TASK STATEMENT: Retype the data below without altering anything.

[Collected data entries]
——————————

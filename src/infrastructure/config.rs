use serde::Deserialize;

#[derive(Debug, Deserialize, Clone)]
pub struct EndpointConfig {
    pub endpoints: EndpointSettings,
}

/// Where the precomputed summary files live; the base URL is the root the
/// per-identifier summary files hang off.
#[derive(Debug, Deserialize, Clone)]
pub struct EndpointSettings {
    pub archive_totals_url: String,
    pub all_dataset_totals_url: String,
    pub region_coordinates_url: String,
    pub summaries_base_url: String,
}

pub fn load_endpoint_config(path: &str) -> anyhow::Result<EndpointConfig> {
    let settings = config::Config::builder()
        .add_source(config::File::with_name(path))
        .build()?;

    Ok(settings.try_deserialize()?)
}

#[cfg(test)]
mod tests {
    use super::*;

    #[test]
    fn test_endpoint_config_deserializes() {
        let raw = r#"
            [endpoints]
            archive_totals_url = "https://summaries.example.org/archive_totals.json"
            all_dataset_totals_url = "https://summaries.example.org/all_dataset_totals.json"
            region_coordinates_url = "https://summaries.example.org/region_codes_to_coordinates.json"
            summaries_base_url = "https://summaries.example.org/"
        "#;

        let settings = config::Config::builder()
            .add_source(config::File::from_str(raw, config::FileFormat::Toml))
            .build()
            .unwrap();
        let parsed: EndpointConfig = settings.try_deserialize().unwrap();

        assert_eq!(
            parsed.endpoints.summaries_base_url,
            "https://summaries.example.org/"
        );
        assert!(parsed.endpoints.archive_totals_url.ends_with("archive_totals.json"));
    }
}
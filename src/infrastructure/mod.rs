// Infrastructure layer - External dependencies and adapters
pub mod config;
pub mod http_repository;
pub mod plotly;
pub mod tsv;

——————————

ANSWER FOR THE TASK:
filename src/infrastructure/config.rs
use serde::Deserialize;

#[derive(Debug, Deserialize, Clone)]
pub struct EndpointConfig {
    pub endpoints: EndpointSettings,
}

/// Where the precomputed summary files live; the base URL is the root the
/// per-identifier summary files hang off.
#[derive(Debug, Deserialize, Clone)]
pub struct EndpointSettings {
    pub archive_totals_url: String,
    pub all_dataset_totals_url: String,
    pub region_coordinates_url: String,
    pub summaries_base_url: String,
}

pub fn load_endpoint_config(path: &str) -> anyhow::Result<EndpointConfig> {
    let settings = config::Config::builder()
        .add_source(config::File::with_name(path))
        .build()?;

    Ok(settings.try_deserialize()?)
}

#[cfg(test)]
mod tests {
    use super::*;

    #[test]
    fn test_endpoint_config_deserializes() {
        let raw = r#"
            [endpoints]
            archive_totals_url = "https://summaries.example.org/archive_totals.json"
            all_dataset_totals_url = "https://summaries.example.org/all_dataset_totals.json"
            region_coordinates_url = "https://summaries.example.org/region_codes_to_coordinates.json"
            summaries_base_url = "https://summaries.example.org/"
        "#;

        let settings = config::Config::builder()
            .add_source(config::File::from_str(raw, config::FileFormat::Toml))
            .build()
            .unwrap();
        let parsed: EndpointConfig = settings.try_deserialize().unwrap();

        assert_eq!(
            parsed.endpoints.summaries_base_url,
            "https://summaries.example.org/"
        );
        assert!(parsed.endpoints.archive_totals_url.ends_with("archive_totals.json"));
    }
}
filename src/infrastructure/mod.rs
// Infrastructure layer - External dependencies and adapters
pub mod config;
pub mod http_repository;
pub mod plotly;
pub mod tsv;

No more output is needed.